## Work instruction
Search the listing below for the string "RawBar" and copy every line where it occurs.

:: Information shown

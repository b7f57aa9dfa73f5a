//! SQLite market-data adapter.
//!
//! Stores one row per (symbol, date). Price and volume columns are nullable so
//! that gaps coming from the upstream feed survive until the cleaner sees them.

use crate::domain::error::ChartError;
use crate::domain::ohlcv::RawBar;
use crate::ports::config_port::ConfigPort;
use crate::ports::data_port::MarketDataPort;
use chrono::NaiveDate;
use r2d2::{Pool, PooledConnection};
use r2d2_sqlite::SqliteConnectionManager;
use rusqlite::{params, Connection};

const DATE_FORMAT: &str = "%Y-%m-%d";

pub struct SqliteAdapter {
    pool: Pool<SqliteConnectionManager>,
}

fn provider_error(e: impl std::fmt::Display) -> ChartError {
    ChartError::Provider {
        reason: format!("sqlite: {e}"),
    }
}

impl SqliteAdapter {
    pub fn from_config(config: &dyn ConfigPort) -> Result<Self, ChartError> {
        let db_path = config
            .get_string("sqlite", "path")
            .ok_or_else(|| ChartError::ConfigMissing {
                section: "sqlite".into(),
                key: "path".into(),
            })?;

        let pool_size = config.get_int("sqlite", "pool_size", 4);
        let pool_size = u32::try_from(pool_size)
            .ok()
            .filter(|n| *n > 0)
            .ok_or_else(|| {
                ChartError::config_invalid("sqlite", "pool_size", "pool_size must be positive")
            })?;

        let manager = SqliteConnectionManager::file(&db_path);
        let pool = Pool::builder()
            .max_size(pool_size)
            .build(manager)
            .map_err(provider_error)?;

        Ok(Self { pool })
    }

    /// Single-connection in-memory database; the pool size of one keeps every
    /// caller on the same database.
    pub fn in_memory() -> Result<Self, ChartError> {
        let manager = SqliteConnectionManager::memory();
        let pool = Pool::builder()
            .max_size(1)
            .build(manager)
            .map_err(provider_error)?;

        Ok(Self { pool })
    }

    fn conn(&self) -> Result<PooledConnection<SqliteConnectionManager>, ChartError> {
        self.pool.get().map_err(provider_error)
    }

    pub fn initialize_schema(&self) -> Result<(), ChartError> {
        self.conn()?
            .execute_batch(
                "CREATE TABLE IF NOT EXISTS ohlcv (
                    symbol TEXT NOT NULL,
                    date TEXT NOT NULL,
                    open REAL,
                    high REAL,
                    low REAL,
                    close REAL,
                    volume INTEGER,
                    PRIMARY KEY (symbol, date)
                );
                CREATE INDEX IF NOT EXISTS idx_ohlcv_date ON ohlcv(date);",
            )
            .map_err(provider_error)
    }

    /// Upserts rows for `symbol` in a single transaction.
    pub fn insert_bars(&self, symbol: &str, bars: &[RawBar]) -> Result<(), ChartError> {
        let mut conn = self.conn()?;
        let tx = conn.transaction().map_err(provider_error)?;

        for bar in bars {
            let volume = bar
                .volume
                .map(i64::try_from)
                .transpose()
                .map_err(|_| ChartError::InvalidRecord {
                    date: bar.date,
                    reason: "volume does not fit in a 64-bit signed column".to_string(),
                })?;
            tx.execute(
                "INSERT OR REPLACE INTO ohlcv (symbol, date, open, high, low, close, volume)
                 VALUES (?1, ?2, ?3, ?4, ?5, ?6, ?7)",
                params![
                    symbol,
                    bar.date.format(DATE_FORMAT).to_string(),
                    bar.open,
                    bar.high,
                    bar.low,
                    bar.close,
                    volume
                ],
            )
            .map_err(provider_error)?;
        }

        tx.commit().map_err(provider_error)
    }

}

/// Runs on the caller's connection; a second checkout would block a
/// single-connection pool.
fn symbol_exists(conn: &Connection, symbol: &str) -> Result<bool, ChartError> {
    conn.query_row(
        "SELECT EXISTS(SELECT 1 FROM ohlcv WHERE symbol = ?1)",
        params![symbol],
        |row| row.get(0),
    )
    .map_err(provider_error)
}

impl MarketDataPort for SqliteAdapter {
    fn fetch_ohlcv(
        &self,
        symbol: &str,
        start_date: NaiveDate,
        end_date: NaiveDate,
    ) -> Result<Vec<RawBar>, ChartError> {
        let conn = self.conn()?;

        let mut stmt = conn
            .prepare(
                "SELECT date, open, high, low, close, volume
                 FROM ohlcv
                 WHERE symbol = ?1 AND date >= ?2 AND date <= ?3
                 ORDER BY date ASC",
            )
            .map_err(provider_error)?;

        let rows = stmt
            .query_map(
                params![
                    symbol,
                    start_date.format(DATE_FORMAT).to_string(),
                    end_date.format(DATE_FORMAT).to_string()
                ],
                |row| {
                    let date_str: String = row.get(0)?;
                    let date = NaiveDate::parse_from_str(&date_str, DATE_FORMAT).map_err(|e| {
                        rusqlite::Error::FromSqlConversionFailure(
                            0,
                            rusqlite::types::Type::Text,
                            Box::new(e),
                        )
                    })?;
                    let volume: Option<i64> = row.get(5)?;
                    Ok(RawBar {
                        date,
                        open: row.get(1)?,
                        high: row.get(2)?,
                        low: row.get(3)?,
                        close: row.get(4)?,
                        // Negative volumes are treated as missing.
                        volume: volume.and_then(|v| u64::try_from(v).ok()),
                    })
                },
            )
            .map_err(provider_error)?;

        let bars = rows
            .collect::<Result<Vec<_>, _>>()
            .map_err(provider_error)?;

        if bars.is_empty() && !symbol_exists(&conn, symbol)? {
            return Err(ChartError::NotFound {
                symbol: symbol.to_string(),
            });
        }
        Ok(bars)
    }

    fn list_symbols(&self) -> Result<Vec<String>, ChartError> {
        let conn = self.conn()?;
        let mut stmt = conn
            .prepare("SELECT DISTINCT symbol FROM ohlcv ORDER BY symbol")
            .map_err(provider_error)?;
        let rows = stmt
            .query_map([], |row| row.get(0))
            .map_err(provider_error)?;
        rows.collect::<Result<Vec<String>, _>>()
            .map_err(provider_error)
    }
}

#[cfg(test)]
mod tests {
    use super::*;
    use crate::adapters::file_config_adapter::FileConfigAdapter;

    fn date(y: i32, m: u32, d: u32) -> NaiveDate {
        NaiveDate::from_ymd_opt(y, m, d).unwrap()
    }

    fn seeded() -> SqliteAdapter {
        let adapter = SqliteAdapter::in_memory().unwrap();
        adapter.initialize_schema().unwrap();
        adapter
            .insert_bars(
                "BHP",
                &[
                    RawBar::complete(date(2024, 1, 1), 100.0, 101.0, 99.0, 100.5, 1000),
                    RawBar::complete(date(2024, 1, 2), 100.5, 102.0, 100.0, 101.5, 1500),
                    RawBar {
                        date: date(2024, 1, 3),
                        open: Some(101.5),
                        high: Some(102.5),
                        low: Some(101.0),
                        close: None,
                        volume: None,
                    },
                ],
            )
            .unwrap();
        adapter
            .insert_bars(
                "CBA",
                &[RawBar::complete(date(2024, 1, 1), 150.0, 151.0, 149.0, 150.5, 2000)],
            )
            .unwrap();
        adapter
    }

    #[test]
    fn from_config_missing_path() {
        let config = FileConfigAdapter::from_string("[sqlite]\npool_size = 2\n").unwrap();
        match SqliteAdapter::from_config(&config) {
            Err(ChartError::ConfigMissing { section, key }) => {
                assert_eq!(section, "sqlite");
                assert_eq!(key, "path");
            }
            Err(other) => panic!("expected ConfigMissing, got: {other}"),
            Ok(_) => panic!("expected error, got Ok"),
        }
    }

    #[test]
    fn from_config_rejects_zero_pool() {
        let config =
            FileConfigAdapter::from_string("[sqlite]\npath = x.db\npool_size = 0\n").unwrap();
        assert!(matches!(
            SqliteAdapter::from_config(&config),
            Err(ChartError::ConfigInvalid { .. })
        ));
    }

    #[test]
    fn from_config_opens_file_database() {
        let dir = tempfile::TempDir::new().unwrap();
        let path = dir.path().join("prices.db");
        let ini = format!("[sqlite]\npath = {}\n", path.display());
        let config = FileConfigAdapter::from_string(&ini).unwrap();
        let adapter = SqliteAdapter::from_config(&config).unwrap();
        adapter.initialize_schema().unwrap();
        assert!(adapter.list_symbols().unwrap().is_empty());
    }

    #[test]
    fn fetch_returns_rows_in_range_with_gaps_preserved() {
        let adapter = seeded();
        let fetched = adapter
            .fetch_ohlcv("BHP", date(2024, 1, 1), date(2024, 1, 3))
            .unwrap();

        assert_eq!(fetched.len(), 3);
        assert_eq!(fetched[1].close, Some(101.5));
        assert_eq!(fetched[1].volume, Some(1500));
        assert_eq!(fetched[2].close, None);
        assert_eq!(fetched[2].volume, None);
    }

    #[test]
    fn fetch_range_is_inclusive() {
        let adapter = seeded();
        let fetched = adapter
            .fetch_ohlcv("BHP", date(2024, 1, 2), date(2024, 1, 2))
            .unwrap();
        assert_eq!(fetched.len(), 1);
        assert_eq!(fetched[0].date, date(2024, 1, 2));
    }

    #[test]
    fn known_symbol_outside_range_is_empty() {
        let adapter = seeded();
        let fetched = adapter
            .fetch_ohlcv("CBA", date(2023, 1, 1), date(2023, 12, 31))
            .unwrap();
        assert!(fetched.is_empty());
    }

    #[test]
    fn unknown_symbol_is_not_found() {
        let adapter = seeded();
        let err = adapter
            .fetch_ohlcv("XYZ", date(2024, 1, 1), date(2024, 1, 31))
            .unwrap_err();
        assert_eq!(
            err,
            ChartError::NotFound {
                symbol: "XYZ".into()
            }
        );
    }

    #[test]
    fn single_connection_pool_reports_missing_symbols() {
        let dir = tempfile::TempDir::new().unwrap();
        let path = dir.path().join("prices.db");
        let ini = format!("[sqlite]\npath = {}\npool_size = 1\n", path.display());
        let config = FileConfigAdapter::from_string(&ini).unwrap();
        let adapter = SqliteAdapter::from_config(&config).unwrap();
        adapter.initialize_schema().unwrap();
        adapter
            .insert_bars(
                "BHP",
                &[RawBar::complete(date(2024, 1, 1), 100.0, 101.0, 99.0, 100.5, 1000)],
            )
            .unwrap();

        assert_eq!(
            adapter
                .fetch_ohlcv("XYZ", date(2024, 1, 1), date(2024, 1, 31))
                .unwrap_err(),
            ChartError::NotFound {
                symbol: "XYZ".into()
            }
        );
        assert!(adapter
            .fetch_ohlcv("BHP", date(2023, 1, 1), date(2023, 1, 31))
            .unwrap()
            .is_empty());
    }

    #[test]
    fn insert_replaces_existing_rows() {
        let adapter = seeded();
        adapter
            .insert_bars(
                "CBA",
                &[RawBar::complete(date(2024, 1, 1), 1.0, 2.0, 0.5, 1.5, 10)],
            )
            .unwrap();
        let fetched = adapter
            .fetch_ohlcv("CBA", date(2024, 1, 1), date(2024, 1, 1))
            .unwrap();
        assert_eq!(fetched.len(), 1);
        assert_eq!(fetched[0].close, Some(1.5));
    }

    #[test]
    fn list_symbols_is_sorted_and_distinct() {
        let adapter = seeded();
        assert_eq!(adapter.list_symbols().unwrap(), vec!["BHP", "CBA"]);
    }
}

::::

## Response below
use crate::domain::ohlcv::RawBar;
    pub fn insert_bars(&self, symbol: &str, bars: &[RawBar]) -> Result<(), ChartError> {
    ) -> Result<Vec<RawBar>, ChartError> {
                    Ok(RawBar {
                    RawBar::complete(date(2024, 1, 1), 100.0, 101.0, 99.0, 100.5, 1000),
                    RawBar::complete(date(2024, 1, 2), 100.5, 102.0, 100.0, 101.5, 1500),
                    RawBar {
                &[RawBar::complete(date(2024, 1, 1), 150.0, 151.0, 149.0, 150.5, 2000)],
                &[RawBar::complete(date(2024, 1, 1), 100.0, 101.0, 99.0, 100.5, 1000)],
                &[RawBar::complete(date(2024, 1, 1), 1.0, 2.0, 0.5, 1.5, 10)],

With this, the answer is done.